(RAW DATA Opens)
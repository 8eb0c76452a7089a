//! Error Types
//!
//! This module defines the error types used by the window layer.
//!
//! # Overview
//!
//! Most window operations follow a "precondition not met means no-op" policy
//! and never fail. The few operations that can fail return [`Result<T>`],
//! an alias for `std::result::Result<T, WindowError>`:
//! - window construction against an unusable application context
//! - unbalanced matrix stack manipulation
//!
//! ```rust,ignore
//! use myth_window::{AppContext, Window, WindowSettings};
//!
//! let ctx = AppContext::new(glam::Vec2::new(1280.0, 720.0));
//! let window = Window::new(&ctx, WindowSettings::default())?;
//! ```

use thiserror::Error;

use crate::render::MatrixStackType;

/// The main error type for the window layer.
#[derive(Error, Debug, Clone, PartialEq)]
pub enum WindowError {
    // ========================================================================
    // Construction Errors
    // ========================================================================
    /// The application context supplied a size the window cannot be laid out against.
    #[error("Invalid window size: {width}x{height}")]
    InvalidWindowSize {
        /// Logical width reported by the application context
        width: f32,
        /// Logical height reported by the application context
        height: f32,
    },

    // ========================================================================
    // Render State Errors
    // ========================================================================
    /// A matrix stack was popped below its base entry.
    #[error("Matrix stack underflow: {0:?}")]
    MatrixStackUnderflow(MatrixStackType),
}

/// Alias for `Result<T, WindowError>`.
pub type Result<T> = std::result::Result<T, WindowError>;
(RAW DATA Closes)
(RAW DATA Opens)
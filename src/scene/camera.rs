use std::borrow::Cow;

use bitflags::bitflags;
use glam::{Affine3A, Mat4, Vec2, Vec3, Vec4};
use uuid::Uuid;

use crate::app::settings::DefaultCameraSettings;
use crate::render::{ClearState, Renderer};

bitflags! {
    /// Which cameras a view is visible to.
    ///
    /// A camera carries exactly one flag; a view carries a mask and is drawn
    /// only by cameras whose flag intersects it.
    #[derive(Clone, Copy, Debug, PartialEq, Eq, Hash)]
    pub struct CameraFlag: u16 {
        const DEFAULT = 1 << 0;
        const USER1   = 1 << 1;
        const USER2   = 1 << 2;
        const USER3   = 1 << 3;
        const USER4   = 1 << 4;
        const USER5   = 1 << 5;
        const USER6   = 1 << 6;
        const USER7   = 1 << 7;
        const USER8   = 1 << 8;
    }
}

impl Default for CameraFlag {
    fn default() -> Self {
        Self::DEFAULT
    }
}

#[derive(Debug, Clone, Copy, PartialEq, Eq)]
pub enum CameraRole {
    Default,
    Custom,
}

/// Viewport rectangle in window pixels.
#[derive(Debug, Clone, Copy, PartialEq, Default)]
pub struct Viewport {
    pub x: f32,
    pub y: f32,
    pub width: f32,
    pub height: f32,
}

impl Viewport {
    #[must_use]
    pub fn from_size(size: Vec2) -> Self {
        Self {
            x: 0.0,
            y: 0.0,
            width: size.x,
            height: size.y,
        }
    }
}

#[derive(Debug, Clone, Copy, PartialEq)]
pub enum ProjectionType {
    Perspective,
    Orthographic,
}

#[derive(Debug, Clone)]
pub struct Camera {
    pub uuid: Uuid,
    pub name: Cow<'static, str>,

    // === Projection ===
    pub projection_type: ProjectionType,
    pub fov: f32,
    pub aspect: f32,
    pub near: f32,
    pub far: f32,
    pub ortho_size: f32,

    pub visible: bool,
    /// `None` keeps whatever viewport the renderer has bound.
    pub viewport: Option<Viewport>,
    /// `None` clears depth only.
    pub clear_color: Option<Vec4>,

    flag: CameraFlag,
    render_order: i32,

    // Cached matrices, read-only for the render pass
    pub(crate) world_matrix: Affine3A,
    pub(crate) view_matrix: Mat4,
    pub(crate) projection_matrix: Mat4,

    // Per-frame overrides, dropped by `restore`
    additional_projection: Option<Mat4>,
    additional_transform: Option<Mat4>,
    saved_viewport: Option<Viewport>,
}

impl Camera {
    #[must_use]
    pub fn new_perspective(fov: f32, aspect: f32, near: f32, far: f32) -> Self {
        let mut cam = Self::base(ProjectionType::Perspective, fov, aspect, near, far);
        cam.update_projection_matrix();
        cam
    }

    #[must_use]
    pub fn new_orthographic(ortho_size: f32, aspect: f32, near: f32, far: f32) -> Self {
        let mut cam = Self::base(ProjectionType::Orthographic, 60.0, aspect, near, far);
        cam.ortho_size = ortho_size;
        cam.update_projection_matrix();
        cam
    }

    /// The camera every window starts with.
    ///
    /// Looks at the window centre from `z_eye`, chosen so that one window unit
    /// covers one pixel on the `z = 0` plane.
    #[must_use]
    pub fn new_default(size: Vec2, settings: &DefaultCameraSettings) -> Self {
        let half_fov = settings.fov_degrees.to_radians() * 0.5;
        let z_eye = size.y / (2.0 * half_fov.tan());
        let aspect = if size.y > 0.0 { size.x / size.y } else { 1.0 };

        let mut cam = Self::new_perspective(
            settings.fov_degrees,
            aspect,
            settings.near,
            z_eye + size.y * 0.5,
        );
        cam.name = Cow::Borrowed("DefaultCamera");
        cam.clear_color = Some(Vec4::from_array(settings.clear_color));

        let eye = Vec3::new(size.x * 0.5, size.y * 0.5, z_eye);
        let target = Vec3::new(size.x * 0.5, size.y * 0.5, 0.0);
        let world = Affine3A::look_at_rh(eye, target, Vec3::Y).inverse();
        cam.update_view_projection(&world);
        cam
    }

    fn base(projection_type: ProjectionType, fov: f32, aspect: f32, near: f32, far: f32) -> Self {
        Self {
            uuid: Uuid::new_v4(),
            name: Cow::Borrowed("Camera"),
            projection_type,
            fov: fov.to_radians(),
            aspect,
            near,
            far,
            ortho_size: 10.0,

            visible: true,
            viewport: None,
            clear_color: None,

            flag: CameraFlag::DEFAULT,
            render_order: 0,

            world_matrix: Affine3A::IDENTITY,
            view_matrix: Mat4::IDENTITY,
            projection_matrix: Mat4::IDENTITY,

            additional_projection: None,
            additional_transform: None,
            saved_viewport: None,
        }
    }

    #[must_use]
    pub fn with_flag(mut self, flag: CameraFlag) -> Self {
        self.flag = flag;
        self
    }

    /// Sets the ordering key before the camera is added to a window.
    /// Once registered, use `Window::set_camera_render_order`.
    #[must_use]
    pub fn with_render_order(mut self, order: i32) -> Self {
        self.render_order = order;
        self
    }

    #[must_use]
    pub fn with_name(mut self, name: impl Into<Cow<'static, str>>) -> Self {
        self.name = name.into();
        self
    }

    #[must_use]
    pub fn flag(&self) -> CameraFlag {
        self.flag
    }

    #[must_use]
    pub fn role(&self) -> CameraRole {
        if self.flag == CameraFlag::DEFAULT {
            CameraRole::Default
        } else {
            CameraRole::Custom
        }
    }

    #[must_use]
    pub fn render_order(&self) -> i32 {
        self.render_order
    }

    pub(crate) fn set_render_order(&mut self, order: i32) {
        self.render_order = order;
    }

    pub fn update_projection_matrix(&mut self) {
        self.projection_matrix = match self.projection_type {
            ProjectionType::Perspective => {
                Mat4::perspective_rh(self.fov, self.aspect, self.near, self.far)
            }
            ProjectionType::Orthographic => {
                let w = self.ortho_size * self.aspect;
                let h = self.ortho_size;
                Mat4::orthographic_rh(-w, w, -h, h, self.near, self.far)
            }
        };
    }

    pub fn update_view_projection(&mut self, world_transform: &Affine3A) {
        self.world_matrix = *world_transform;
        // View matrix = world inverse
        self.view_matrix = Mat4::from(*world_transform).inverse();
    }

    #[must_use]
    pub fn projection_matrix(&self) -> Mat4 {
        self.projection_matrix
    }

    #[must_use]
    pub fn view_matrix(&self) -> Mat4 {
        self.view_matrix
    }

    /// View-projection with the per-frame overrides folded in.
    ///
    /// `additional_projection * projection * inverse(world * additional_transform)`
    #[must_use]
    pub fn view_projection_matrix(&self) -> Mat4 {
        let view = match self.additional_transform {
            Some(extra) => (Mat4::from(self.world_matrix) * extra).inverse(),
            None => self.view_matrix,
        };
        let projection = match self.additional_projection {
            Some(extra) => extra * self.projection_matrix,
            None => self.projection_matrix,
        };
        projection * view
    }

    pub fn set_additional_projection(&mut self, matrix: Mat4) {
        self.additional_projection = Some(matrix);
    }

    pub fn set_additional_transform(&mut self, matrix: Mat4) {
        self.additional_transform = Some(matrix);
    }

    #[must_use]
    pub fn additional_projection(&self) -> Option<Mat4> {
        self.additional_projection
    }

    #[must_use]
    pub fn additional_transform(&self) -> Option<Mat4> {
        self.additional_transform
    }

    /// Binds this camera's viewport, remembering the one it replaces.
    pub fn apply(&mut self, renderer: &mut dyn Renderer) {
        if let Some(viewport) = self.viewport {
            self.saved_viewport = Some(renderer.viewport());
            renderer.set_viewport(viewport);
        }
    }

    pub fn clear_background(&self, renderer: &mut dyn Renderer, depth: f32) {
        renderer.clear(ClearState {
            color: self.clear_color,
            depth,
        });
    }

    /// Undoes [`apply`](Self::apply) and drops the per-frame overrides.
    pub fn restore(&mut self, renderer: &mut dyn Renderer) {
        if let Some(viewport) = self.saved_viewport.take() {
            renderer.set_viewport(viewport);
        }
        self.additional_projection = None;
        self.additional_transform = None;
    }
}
(RAW DATA Closes)
PROBLEM REQUIREMENTS: All that is needed is the exact run of lines above from the line containing "let view = match" through the line containing "Some(extra) => extra", both of them included.

TASK ANSWER:
        let view = match self.additional_transform {
            Some(extra) => (Mat4::from(self.world_matrix) * extra).inverse(),
            None => self.view_matrix,
        };
        let projection = match self.additional_projection {
            Some(extra) => extra * self.projection_matrix,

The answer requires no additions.